A queste e ad altre domande prova a rispondersi da tempo Savino Monterisi, che dopo Cronache della restanza torna a interrogarsi tra queste pagine, iniziando una nuova ricerca emozionale sulle orme dei sentieri di montagna e tra i vicoli dei piccoli centri dell’Abruzzo montano.
In ogni pagina, e in ogni passo del suo racconto in cammino, si accompagnano così nuove istanze e vecchie conoscenze del territorio; “ritornanti” e comunità resistenti che non si sono mai arrese allo spopolamento, anziani di cui è fondamentale mantenere viva la memoria e giovani che hanno deciso di investire in nuove imprese agricole o nella ricezione turistica.

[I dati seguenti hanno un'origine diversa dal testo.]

use std::fmt::{Display, Formatter};

use serde::{Deserialize, Serialize};

use crate::model::CommandRecord;

/// On-disk / embedded shape of a catalog. Declaration order is display
/// order, for categories and for commands within a category.
#[derive(Debug, Clone, PartialEq, Eq, Serialize, Deserialize)]
pub struct CommandDefinition {
    pub name: String,
    pub description: String,
}

#[derive(Debug, Clone, PartialEq, Eq, Serialize, Deserialize)]
pub struct CategoryDefinition {
    pub name: String,
    pub commands: Vec<CommandDefinition>,
}

#[derive(Debug, Clone, PartialEq, Eq, Serialize, Deserialize)]
#[serde(transparent)]
pub struct CatalogDefinition {
    pub categories: Vec<CategoryDefinition>,
}

#[derive(Debug, Clone, PartialEq, Eq)]
pub enum MalformedCatalogError {
    EmptyCategoryName,
    DuplicateCategory(String),
    EmptyCategory(String),
    EmptyCommandName(String),
    DuplicateCommand { category: String, command: String },
}

impl Display for MalformedCatalogError {
    fn fmt(&self, f: &mut Formatter<'_>) -> std::fmt::Result {
        match self {
            Self::EmptyCategoryName => write!(f, "category name is empty"),
            Self::DuplicateCategory(name) => {
                write!(f, "duplicate category name: {name}")
            }
            Self::EmptyCategory(name) => {
                write!(f, "category has no commands: {name}")
            }
            Self::EmptyCommandName(category) => {
                write!(f, "empty command name in category: {category}")
            }
            Self::DuplicateCommand { category, command } => {
                write!(f, "duplicate command name in category {category}: {command}")
            }
        }
    }
}

impl std::error::Error for MalformedCatalogError {}

#[derive(Debug, Clone, PartialEq, Eq)]
pub struct Category {
    pub name: String,
    pub commands: Vec<CommandRecord>,
}

/// Immutable after [`load`]. Never constructed from unvalidated input.
#[derive(Debug, Clone, PartialEq, Eq)]
pub struct Catalog {
    categories: Vec<Category>,
}

impl Catalog {
    pub fn categories(&self) -> &[Category] {
        &self.categories
    }

    pub fn find_category(&self, name: &str) -> Option<&Category> {
        self.categories.iter().find(|category| category.name == name)
    }

    /// Category names in declared order, for building the UI filter bar.
    pub fn category_names(&self) -> Vec<&str> {
        self.categories
            .iter()
            .map(|category| category.name.as_str())
            .collect()
    }

    /// Total number of commands across all categories.
    pub fn len(&self) -> usize {
        self.categories
            .iter()
            .map(|category| category.commands.len())
            .sum()
    }

    pub fn is_empty(&self) -> bool {
        self.categories.is_empty()
    }
}

/// Validate a definition and freeze it into a [`Catalog`]. Pure: no side
/// effects, and a failed load leaves nothing partially constructed.
pub fn load(definition: CatalogDefinition) -> Result<Catalog, MalformedCatalogError> {
    let mut categories = Vec::with_capacity(definition.categories.len());

    for category in definition.categories {
        let name = category.name.trim().to_string();
        if name.is_empty() {
            return Err(MalformedCatalogError::EmptyCategoryName);
        }
        if categories.iter().any(|existing: &Category| existing.name == name) {
            return Err(MalformedCatalogError::DuplicateCategory(name));
        }
        if category.commands.is_empty() {
            return Err(MalformedCatalogError::EmptyCategory(name));
        }

        let mut commands = Vec::with_capacity(category.commands.len());
        for command in category.commands {
            if command.name.trim().is_empty() {
                return Err(MalformedCatalogError::EmptyCommandName(name));
            }
            if commands
                .iter()
                .any(|existing: &CommandRecord| existing.name == command.name)
            {
                return Err(MalformedCatalogError::DuplicateCommand {
                    category: name,
                    command: command.name,
                });
            }
            commands.push(CommandRecord::from_owned(command.name, command.description));
        }

        categories.push(Category { name, commands });
    }

    Ok(Catalog { categories })
}
use std::fmt::{Display, Formatter};
use std::path::{Path, PathBuf};

use crate::catalog::CatalogDefinition;

/// The Tourney Master catalog shipped with the binary, used whenever no
/// definition file is configured.
const EMBEDDED_CATALOG: &str = include_str!("../data/tourney_master.json5");

#[derive(Debug)]
pub enum SourceError {
    Io { path: PathBuf, error: std::io::Error },
    Parse { source_name: &'static str, error: String },
}

impl Display for SourceError {
    fn fmt(&self, f: &mut Formatter<'_>) -> std::fmt::Result {
        match self {
            Self::Io { path, error } => {
                write!(f, "failed to read {}: {error}", path.display())
            }
            Self::Parse { source_name, error } => {
                write!(f, "failed to parse {source_name} definition: {error}")
            }
        }
    }
}

impl std::error::Error for SourceError {}

/// Where a catalog definition comes from. The component never cares; it
/// validates whatever the source produced.
pub trait CatalogSource {
    fn source_name(&self) -> &'static str;
    fn load_definition(&self) -> Result<CatalogDefinition, SourceError>;
}

pub struct EmbeddedSource;

impl CatalogSource for EmbeddedSource {
    fn source_name(&self) -> &'static str {
        "embedded"
    }

    fn load_definition(&self) -> Result<CatalogDefinition, SourceError> {
        parse_json5(self.source_name(), EMBEDDED_CATALOG)
    }
}

/// A JSON5 definition file, so any well-formed catalog can be swapped in
/// without code changes.
pub struct FileSource {
    path: PathBuf,
}

impl FileSource {
    pub fn new(path: impl Into<PathBuf>) -> Self {
        Self { path: path.into() }
    }

    pub fn path(&self) -> &Path {
        &self.path
    }
}

impl CatalogSource for FileSource {
    fn source_name(&self) -> &'static str {
        "file"
    }

    fn load_definition(&self) -> Result<CatalogDefinition, SourceError> {
        let text = std::fs::read_to_string(&self.path).map_err(|error| SourceError::Io {
            path: self.path.clone(),
            error,
        })?;
        parse_json5(self.source_name(), &text)
    }
}

fn parse_json5(
    source_name: &'static str,
    text: &str,
) -> Result<CatalogDefinition, SourceError> {
    json5::from_str(text).map_err(|error| SourceError::Parse {
        source_name,
        error: error.to_string(),
    })
}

Infinito restare è un viaggio alla scoperta del non conosciuto a portata di mano. Un “oggetto narrativo non identificato” in cui saggistica, reportage e narrazioni si intrecciano e si rincorrono permettendo all’autore di calare nella propria dimensione locale il concetto di “Restanza” sviluppato dall’antropologo calabrese Vito Teti; per far (ri)scoprire il territorio e per farlo (ri)conoscere osservandolo da una nuova prospettiva.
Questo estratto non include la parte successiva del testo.